El rector de la Universidad de las Naciones Unidas (UNU), Hans van Ginkel, reafirmó que 'es claro que varios países tendrán grandes dificultades para cumplir sus compromisos de emisiones de Kioto. La utilización de biomasa forestal como fuente de energía alternativa podría suponer una significante contribución a sus esfuerzos'.

Palo reconoció que la comercialización de los bosques es un asunto muy sensible para las organizaciones medioambientales y que un mayor uso de los recursos forestales podría ser rechazado por algunos grupos aunque consideró que otras organizaciones no gubernamentales apoyarían la medida.
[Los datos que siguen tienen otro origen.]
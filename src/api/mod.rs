//! API Module
//!
//! HTTP handlers and routing for the message cache REST API.
//!
//! # Endpoints
//! - `POST /messages` - Store a message under its SHA-256 digest
//! - `GET /messages/:digest` - Fetch a message by digest
//! - `GET /health` - Health check endpoint
//! - `GET /stats` - Service statistics

pub mod handlers;
pub mod routes;

pub use handlers::*;
pub use routes::{create_router, create_router_with_body_limit, MESSAGES_RESOURCE};
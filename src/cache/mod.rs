//! Cache Module
//!
//! Digest-addressed message caching on top of the external store.

mod entry;
mod service;
mod stats;

#[cfg(test)]
mod property_tests;

// Re-export public types
pub use entry::CacheEntry;
pub use service::CacheService;
pub use stats::{CacheStats, StatsSnapshot};
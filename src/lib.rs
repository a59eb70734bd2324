//! shasum_cacher - A digest-addressed message cache
//!
//! Stores messages in Redis under their SHA-256 digest and serves them back
//! by digest over HTTPS.

pub mod api;
pub mod cache;
pub mod config;
pub mod digest;
pub mod error;
pub mod models;
pub mod store;

pub use api::AppState;
pub use cache::CacheService;
pub use config::Config;
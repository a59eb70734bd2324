//! Connection Pool Module
//!
//! Bounded pool of reusable store connections.
//!
//! At most `max_active` connections are checked out at once; further callers
//! wait on a semaphore instead of failing. Released connections are kept warm
//! up to `max_idle` and closed beyond that.

use std::ops::{Deref, DerefMut};
use std::sync::{Mutex, PoisonError};

use async_trait::async_trait;
use serde::Serialize;
use tokio::sync::{Semaphore, SemaphorePermit};
use tracing::debug;

use super::{StoreError, StoreResult};

// == Connector Trait ==
/// Dials new connections to the store.
#[async_trait]
pub trait Connector: Send + Sync + 'static {
    /// Connection type handed out by the pool
    type Connection: Send + 'static;

    /// Opens a new connection, failing with [`StoreError::Unavailable`].
    async fn connect(&self) -> StoreResult<Self::Connection>;

    /// Network address being dialed, for logging.
    fn target(&self) -> &str;
}

// == Pool Config ==
/// Sizing limits for a [`Pool`].
#[derive(Debug, Clone, Copy, PartialEq, Eq)]
pub struct PoolConfig {
    /// Hard ceiling on checked-out connections
    pub max_active: usize,
    /// Connections kept open between bursts
    pub max_idle: usize,
}

impl PoolConfig {
    /// Creates a config, raising `max_active` to at least one and capping
    /// `max_idle` at `max_active`.
    pub fn new(max_active: usize, max_idle: usize) -> Self {
        let max_active = max_active.max(1);
        Self {
            max_active,
            max_idle: max_idle.min(max_active),
        }
    }
}

impl Default for PoolConfig {
    fn default() -> Self {
        Self::new(50, 10)
    }
}

// == Pool Status ==
/// Point-in-time occupancy of a [`Pool`].
#[derive(Debug, Clone, Copy, PartialEq, Eq, Serialize)]
pub struct PoolStatus {
    /// Connections currently checked out
    pub active: usize,
    /// Connections waiting in the idle set
    pub idle: usize,
    pub max_active: usize,
    pub max_idle: usize,
}

// == Pool ==
/// Bounded pool of connections produced by a [`Connector`].
pub struct Pool<C: Connector> {
    connector: C,
    permits: Semaphore,
    idle: Mutex<Vec<C::Connection>>,
    config: PoolConfig,
}

impl<C: Connector> Pool<C> {
    /// Creates an empty pool. No connection is dialed until first use.
    pub fn new(connector: C, config: PoolConfig) -> Self {
        let config = PoolConfig::new(config.max_active, config.max_idle);
        Self {
            connector,
            permits: Semaphore::new(config.max_active),
            idle: Mutex::new(Vec::with_capacity(config.max_idle)),
            config,
        }
    }

    /// Checks out a connection, waiting while `max_active` are in use.
    ///
    /// Reuses an idle connection when one exists, otherwise dials a new one.
    /// A dial failure releases the slot and is returned to the caller as is.
    pub async fn acquire(&self) -> StoreResult<PooledConnection<'_, C>> {
        let permit = self
            .permits
            .acquire()
            .await
            .map_err(|_| StoreError::Unavailable("connection pool is closed".to_string()))?;

        let conn = match self.take_idle() {
            Some(conn) => conn,
            None => {
                debug!(store = self.connector.target(), "Dialing new store connection");
                self.connector.connect().await?
            }
        };

        Ok(PooledConnection {
            pool: self,
            conn: Some(conn),
            broken: false,
            _permit: permit,
        })
    }

    /// Returns current occupancy.
    pub fn status(&self) -> PoolStatus {
        PoolStatus {
            active: self.config.max_active - self.permits.available_permits(),
            idle: self.idle_set().len(),
            max_active: self.config.max_active,
            max_idle: self.config.max_idle,
        }
    }

    /// Returns the underlying connector.
    pub fn connector(&self) -> &C {
        &self.connector
    }

    fn take_idle(&self) -> Option<C::Connection> {
        self.idle_set().pop()
    }

    fn release(&self, conn: C::Connection) {
        let mut idle = self.idle_set();
        if idle.len() < self.config.max_idle {
            idle.push(conn);
        } else {
            debug!(
                store = self.connector.target(),
                "Idle set full, closing store connection"
            );
        }
    }

    fn idle_set(&self) -> std::sync::MutexGuard<'_, Vec<C::Connection>> {
        self.idle.lock().unwrap_or_else(PoisonError::into_inner)
    }
}

// == Pooled Connection ==
/// A checked-out connection, returned to its pool when dropped.
///
/// Holds a pool slot for its whole lifetime, so the connection goes back to
/// the idle set before the next waiter is admitted.
pub struct PooledConnection<'a, C: Connector> {
    pool: &'a Pool<C>,
    conn: Option<C::Connection>,
    broken: bool,
    _permit: SemaphorePermit<'a>,
}

impl<C: Connector> PooledConnection<'_, C> {
    /// Marks the connection unusable; it is closed instead of reused.
    pub fn discard(&mut self) {
        self.broken = true;
    }
}

impl<C: Connector> Deref for PooledConnection<'_, C> {
    type Target = C::Connection;

    fn deref(&self) -> &Self::Target {
        self.conn
            .as_ref()
            .expect("pooled connection is present until dropped")
    }
}

impl<C: Connector> DerefMut for PooledConnection<'_, C> {
    fn deref_mut(&mut self) -> &mut Self::Target {
        self.conn
            .as_mut()
            .expect("pooled connection is present until dropped")
    }
}

impl<C: Connector> Drop for PooledConnection<'_, C> {
    fn drop(&mut self) {
        if let Some(conn) = self.conn.take() {
            if self.broken {
                debug!(
                    store = self.pool.connector.target(),
                    "Closing broken store connection"
                );
            } else {
                self.pool.release(conn);
            }
        }
    }
}
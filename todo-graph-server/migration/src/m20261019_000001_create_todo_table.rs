use sea_orm_migration::prelude::*;

#[derive(DeriveMigrationName)]
pub struct Migration;

#[async_trait::async_trait]
impl MigrationTrait for Migration {
    async fn up(&self, manager: &SchemaManager) -> Result<(), DbErr> {
        manager
            .create_table(
                Table::create()
                    .table(Todo::Table)
                    .if_not_exists()
                    .col(
                        ColumnDef::new(Todo::Id)
                            .integer()
                            .not_null()
                            .auto_increment()
                            .primary_key(),
                    )
                    .col(ColumnDef::new(Todo::Title).string().not_null())
                    .col(ColumnDef::new(Todo::DueDate).timestamp_with_time_zone().null())
                    .col(ColumnDef::new(Todo::ImageUrl).string().null())
                    .col(
                        ColumnDef::new(Todo::CreatedAt)
                            .timestamp_with_time_zone()
                            .not_null(),
                    )
                    .to_owned(),
            )
            .await?;

        // The list is always read newest first.
        manager
            .create_index(
                Index::create()
                    .name("idx_todo_created_at")
                    .table(Todo::Table)
                    .col(Todo::CreatedAt)
                    .to_owned(),
            )
            .await
    }

    async fn down(&self, manager: &SchemaManager) -> Result<(), DbErr> {
        manager
            .drop_table(Table::drop().table(Todo::Table).to_owned())
            .await
    }
}

#[derive(DeriveIden)]
enum Todo {
    Table,
    Id,
    Title,
    DueDate,
    ImageUrl,
    CreatedAt,
}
El estudio de la UNU también es especialmente crítico con las políticas forestales de los países componentes del G8 (Alemania, Canadá, Estados Unidos, Francia, Gran Bretaña, Italia, Japón y Rusia) que han incumplido las medidas aprobadas en 1998 en el Programa de Acción sobre Bosques (PAB).

Mayor inversión para nuestros bosques

Desde Madrid, y con motivo del Congreso Mundial que se desarrolla hasta el próximo domingo en Québec, la Asociación Nacional de Empresas Forestales (ASEMFO) ha recordado que los bosques son 'imprescindibles' y 'su protección asegura nuestro futuro', y ha llamado la atención sobre la baja inversión que se realiza en ellos, lo que 'hace imposible asegurar su desarrollo sostenible'.

En su mensaje al Gobierno central y autonómico, difundido a través de un comunicado, Asemfo recuerda que los bosques cubren el 30% de la superficie planetaria, albergan el 80% de la biodiversidad y cumplen un papel fundamental en el equilibrio de la naturaleza y bienestar de los ciudadanos. Sin los recursos forestales, 1.500 millones de personas perderían su principal medio de subsistencia. Pero la crisis que atraviesa el mundo rural y la escasa inversión pública su protección, puede frenar el desarrollo de esta especie de 'pulmón gigante' que son los bosques, afirma.

Así, la asociación explica que los bosques son vitales en la lucha contra el calentamiento global, ya que al almacenar carbono en los árboles y el suelo, desempeñan una función clave como depósitos de CO2 para frenar el cambio climático. En su opinión, 'bosques sanos y bien ordenados son esenciales para el equilibrio del clima en el mundo'.

Sin embargo, recuerda Asemfo, los incendios forestales liberan CO2 a la atmósfera. Según datos referidos a este verano que recoge la asociación, la Comisión Económica de la ONU para Europa estima en 629.765 las hectáreas de bosques incendiadas, en Portugal, Francia, Italia y España. Portugal ha sido el país más afectado, donde la llamas acabaron con 417.000 hectáreas forestales; en Francia consumieron 54.000 hectáreas; en España (99.863) y en Italia (58.902). En conjunto, las áreas boscosas calcinadas superan las destruidas en 2002 (271.954 hectáreas).

Asemfo coincide plenamente con la comisión de la ONU cuando subraya que 'las campañas públicas de sensibilización, la limpieza de los bosques y los incentivos económicos' reducen las posibilidades de incendios.

En representación de más del 85% del sector forestal y vocal del Consejo Nacional de Bosques, Asemfo da prioridad a la prevención para luchar contra la degradación de los bosques. El dinero para trabajos forestales proviene fundamentalmente de las inversiones públicas y sin ellas nuestros bosques no sobrevivirían: unos envejecerían, otros desaparecerían, muchos estarían sucios, degradados o incendiados, y otros tantos no llegarían a ser puesto que nadie los plantaría.

'Prevención y gestión eficaz de los bosques requieren una considerable inversión, pero hacerlo principalmente en la campaña de extinción de incendios no es la mejor solución para el garantizar el desarrollo sostenible de nuestros bosques', afirma.